Long Story Short: Inmate deaths raise questions about temperatures in Oklahoma prisons

During the early morning count on Saturday, Aug. 26, state corrections officers found Vincent Willis dead in his cell at the Dick Conner Correctional Center in Hominy.

The 59-year-old prisoner died overnight in his sleep, according to an offender death report obtained through the Oklahoma Open Records Act.

Another older prisoner in the same housing unit died two days earlier. Jimmy Lanford, a 63-year-old man serving a life sentence for a first-degree murder in Osage County, was taken to a Tulsa hospital on Aug. 17. He died a week later.

The two men died as an unrelenting heat wave gripped the southern U.S. From August 20-26, the Tulsa International Airport Station reported an average high of 100, with temperatures early in the week as high as 104. The Tulsa airport is about 50 miles southeast of Dick Conner.

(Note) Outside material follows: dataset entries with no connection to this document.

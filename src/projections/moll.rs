//!
//! Mollweide Pseudocylindrical and derivatives
//!
//! ref: <https://proj.org/operations/projections/moll.html>
//!
//! moll: "Mollweide" "\n\tPCyl., Sph.";
//! wag4: "Wagner IV" "\n\tPCyl., Sph.";
//! wag5: "Wagner V" "\n\tPCyl., Sph.";
//!
use crate::ellps::Ellipsoid;
use crate::errors::{Error, Result};
use crate::math::{
    aasin,
    consts::{FRAC_PI_2, PI, TAU},
};
use crate::parameters::ParamList;
use crate::proj::ProjData;

// Projection stub
super::projection! { moll, wag4, wag5 }

#[derive(Debug)]
pub(crate) struct Projection {
    c_x: f64,
    c_y: f64,
    c_p: f64,
}

impl Projection {
    pub fn moll(p: &mut ProjData, _: &ParamList) -> Result<Self> {
        Self::new(p, FRAC_PI_2)
    }

    pub fn wag4(p: &mut ProjData, _: &ParamList) -> Result<Self> {
        Self::new(p, PI / 3.)
    }

    pub fn wag5(p: &mut ProjData, _: &ParamList) -> Result<Self> {
        // Map from sphere
        p.ellps = Ellipsoid::sphere(p.ellps.a)?;

        Ok(Self {
            c_x: 0.90977,
            c_y: 1.65014,
            c_p: 3.00896,
        })
    }

    fn new(p: &mut ProjData, pp: f64) -> Result<Self> {
        // Map from sphere
        p.ellps = Ellipsoid::sphere(p.ellps.a)?;

        let p2 = pp + pp;
        let sp = pp.sin();
        let c_p = p2 + p2.sin();
        let r = (TAU * sp / c_p).sqrt();

        Ok(Self {
            c_x: 2. * r / PI,
            c_y: r / sp,
            c_p,
        })
    }

    #[inline(always)]
    pub fn forward(&self, lam: f64, mut phi: f64, z: f64) -> Result<(f64, f64, f64)> {
        const NITER: isize = 10;
        const TOL: f64 = 1e-7;

        let k = self.c_p * phi.sin();
        let mut i = NITER;
        while i > 0 {
            let v = (phi + phi.sin() - k) / (1. + phi.cos());
            phi -= v;
            if v.abs() < TOL {
                break;
            }
            i -= 1;
        }
        if i == 0 {
            phi = FRAC_PI_2 * phi.signum();
        } else {
            phi *= 0.5;
        }
        Ok((self.c_x * lam * phi.cos(), self.c_y * phi.sin(), z))
    }

    #[inline(always)]
    pub fn inverse(&self, x: f64, y: f64, z: f64) -> Result<(f64, f64, f64)> {
        let mut phi = aasin(y / self.c_y)?;
        let lam = x / (self.c_x * phi.cos());
        if lam.abs() < PI {
            phi += phi;
            phi = aasin((phi + phi.sin()) / self.c_p)?;
            Ok((lam, phi, z))
        } else {
            Err(Error::CoordinateOutOfRange)
        }
    }

    pub const fn has_inverse() -> bool {
        true
    }

    pub const fn has_forward() -> bool {
        true
    }
}

#[cfg(test)]
mod tests {
    use crate::math::consts::EPS_10;
    use crate::proj::Proj;

    // Geographic inputs are given in degrees, matching how these vectors
    // were originally checked against the PROJ CLI.
    fn check(p: &Proj, inputs: &[((f64, f64, f64), (f64, f64, f64))]) {
        for &((lam_deg, phi_deg, z), (ex, ey, ez)) in inputs {
            let (x, y, z) = p
                .forward(lam_deg.to_radians(), phi_deg.to_radians(), z)
                .unwrap();
            assert!((x - ex).abs() < EPS_10);
            assert!((y - ey).abs() < EPS_10);
            assert!((z - ez).abs() < EPS_10);
            let (rlam, rphi, _) = p.inverse(ex, ey, ez).unwrap();
            assert!((rlam.to_degrees() - lam_deg).abs() < 1e-7);
            assert!((rphi.to_degrees() - phi_deg).abs() < 1e-7);
        }
    }

    #[test]
    fn proj_moll() {
        let p = Proj::from_proj_string("+proj=moll").unwrap();
        let inputs = [
            ((2., 1., 0.), (200426.67539284358, 123642.46137843542, 0.)),
            ((2., -1., 0.), (200426.67539284358, -123642.46137843542, 0.)),
            ((-2., 1., 0.), (-200426.67539284358, 123642.46137843542, 0.)),
            (
                (-2., -1., 0.),
                (-200426.67539284358, -123642.46137843542, 0.),
            ),
        ];
        check(&p, &inputs);
    }

    #[test]
    fn proj_wag4() {
        let p = Proj::from_proj_string("+proj=wag4").unwrap();
        let inputs = [
            ((2., 1., 0.), (192142.59162431932, 128974.11846682805, 0.)),
            ((2., -1., 0.), (192142.59162431932, -128974.11846682805, 0.)),
            ((-2., 1., 0.), (-192142.59162431932, 128974.11846682805, 0.)),
            (
                (-2., -1., 0.),
                (-192142.59162431932, -128974.11846682805, 0.),
            ),
        ];
        check(&p, &inputs);
    }

    #[test]
    fn proj_wag5() {
        let p = Proj::from_proj_string("+proj=wag5").unwrap();
        let inputs = [
            ((2., 1., 0.), (202532.80926341165, 138177.98447111444, 0.)),
            ((2., -1., 0.), (202532.80926341165, -138177.98447111444, 0.)),
            ((-2., 1., 0.), (-202532.80926341165, 138177.98447111444, 0.)),
            (
                (-2., -1., 0.),
                (-202532.80926341165, -138177.98447111444, 0.),
            ),
        ];
        check(&p, &inputs);
    }
}
//!
//! Albers Equal Area, and the Lambert Equal-Area Conic (`leac`) variant
//! where the second standard parallel is pinned to a pole.
//!
use crate::errors::{Error, Result};
use crate::math::consts::{EPS_10, FRAC_PI_2};
use crate::math::{msfn, qsfn};
use crate::parameters::ParamList;
use crate::proj::ProjData;

super::projection! { aea, leac }

const TOL7: f64 = 1e-7;
const N_ITER: usize = 15;
const TOL: f64 = 1e-10;

fn phi1_(qs: f64, te: f64, one_es: f64) -> f64 {
    let mut phi = (0.5 * qs).asin();
    if te < EPS_10 {
        return phi;
    }
    for _ in 0..N_ITER {
        let sinphi = phi.sin();
        let cosphi = phi.cos();
        let con = te * sinphi;
        let dphi = 0.5 * cosphi * cosphi / (1. - con * con)
            * (qs / one_es - sinphi / (1. - con * con)
                + 0.5 / te * ((1. - con) / (1. + con)).ln());
        phi += dphi;
        if dphi.abs() < TOL {
            break;
        }
    }
    phi
}

#[derive(Debug)]
pub(crate) struct Projection {
    n: f64,
    n2: f64,
    c: f64,
    ec: f64,
    dd: f64,
    rho0: f64,
    e: f64,
    one_es: f64,
    is_sphere: bool,
}

impl Projection {
    fn setup(p: &mut ProjData, phi1: f64, phi2: f64) -> Result<Self> {
        if (phi1 + phi2).abs() < EPS_10 {
            return Err(Error::ProjErrConicLatEqual);
        }
        let secant = (phi1 - phi2).abs() >= EPS_10;
        let sinphi = phi1.sin();
        let cosphi = phi1.cos();
        let mut n = sinphi;
        let e = p.ellps.e;
        let is_sphere = p.ellps.is_sphere();
        let one_es = p.ellps.one_es;

        let (n2, c, dd, rho0, ec);
        if !is_sphere {
            let m1 = msfn(sinphi, cosphi, p.ellps.es);
            let ml1 = qsfn(sinphi, e, one_es);
            if secant {
                let sinphi2 = phi2.sin();
                let cosphi2 = phi2.cos();
                let m2 = msfn(sinphi2, cosphi2, p.ellps.es);
                let ml2 = qsfn(sinphi2, e, one_es);
                n = (m1 * m1 - m2 * m2) / (ml2 - ml1);
            }
            c = m1 * m1 + n * ml1;
            dd = 1. / n;
            rho0 = dd * (c - n * qsfn(p.phi0.sin(), e, one_es)).max(0.).sqrt();
            ec = 1. - 0.5 * one_es * ((1. - e) / (1. + e)).ln() / e;
            n2 = 0.;
        } else {
            if secant {
                n = 0.5 * (n + phi2.sin());
            }
            n2 = n + n;
            c = cosphi * cosphi + n2 * sinphi;
            dd = 1. / n;
            rho0 = dd * (c - n2 * p.phi0.sin()).max(0.).sqrt();
            ec = 0.;
        }

        Ok(Self {
            n,
            n2,
            c,
            ec,
            dd,
            rho0,
            e,
            one_es,
            is_sphere,
        })
    }

    pub fn aea(p: &mut ProjData, params: &ParamList) -> Result<Self> {
        let phi1 = params.try_angular_value("lat_1")?.unwrap_or(p.phi0);
        let phi2 = params.try_angular_value("lat_2")?.unwrap_or(phi1);
        Self::setup(p, phi1, phi2)
    }

    pub fn leac(p: &mut ProjData, params: &ParamList) -> Result<Self> {
        let phi1 = params.try_angular_value("lat_1")?.unwrap_or(p.phi0);
        let phi2 = if params.check_option("south")? {
            -FRAC_PI_2
        } else {
            FRAC_PI_2
        };
        Self::setup(p, phi1, phi2)
    }

    pub fn forward(&self, lam: f64, phi: f64, z: f64) -> Result<(f64, f64, f64)> {
        let rho2 = if self.is_sphere {
            self.c - self.n2 * phi.sin()
        } else {
            self.c - self.n * qsfn(phi.sin(), self.e, self.one_es)
        };
        if rho2 < 0. {
            return Err(Error::ToleranceConditionError);
        }
        let rho = self.dd * rho2.sqrt();
        let angle = self.n * lam;
        Ok((rho * angle.sin(), self.rho0 - rho * angle.cos(), z))
    }

    pub fn inverse(&self, x: f64, y: f64, z: f64) -> Result<(f64, f64, f64)> {
        let yy = self.rho0 - y;
        let mut rho = x.hypot(yy);
        let (x, yy) = if rho != 0. {
            if self.n < 0. {
                rho = -rho;
                (-x, -yy)
            } else {
                (x, yy)
            }
        } else {
            (x, yy)
        };

        if rho == 0. {
            return Ok((0., if self.n > 0. { FRAC_PI_2 } else { -FRAC_PI_2 }, z));
        }

        let con = rho / self.dd;
        let phi = if !self.is_sphere {
            let v = (self.c - con * con) / self.n;
            if (self.ec - v.abs()).abs() > TOL7 {
                phi1_(v, self.e, self.one_es)
            } else if v < 0. {
                -FRAC_PI_2
            } else {
                FRAC_PI_2
            }
        } else {
            let v = (self.c - con * con) / self.n2;
            if v.abs() <= 1. {
                v.asin()
            } else if v < 0. {
                -FRAC_PI_2
            } else {
                FRAC_PI_2
            }
        };
        let lam = x.atan2(yy) / self.n;
        Ok((lam, phi, z))
    }

    pub const fn has_inverse() -> bool {
        true
    }

    pub const fn has_forward() -> bool {
        true
    }
}

#[cfg(test)]
mod tests {
    use super::*;
    use crate::proj::Proj;

    #[test]
    fn proj_aea_roundtrip() {
        let p = Proj::from_proj_string(
            "+proj=aea +lat_1=29.5 +lat_2=45.5 +lat_0=23 +lon_0=-96 +ellps=GRS80",
        )
        .unwrap();
        let (x, y, _) = p.forward(-0.2, 0.6, 0.).unwrap();
        let (lam, phi, _) = p.inverse(x, y, 0.).unwrap();
        assert!((lam - -0.2).abs() < 1e-8);
        assert!((phi - 0.6).abs() < 1e-8);
    }
}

Corrections department spokesperson Kay Thompson said the men were in poor health and prison medical staff do not suspect heat played a role in the deaths. She said Dick Conner and other facilities that lack air conditioning use portable chillers and fans to keep temperatures down during heat waves. Prisoners receive unlimited access to water and ice and staff regularly gauge indoor temperatures during count times.

As Oklahoma Watch’s Keaton Ross reports in this week’s Long Story Short, prisoner advocates argue the deaths highlight a need for universal air conditioning within Oklahoma’s correctional system.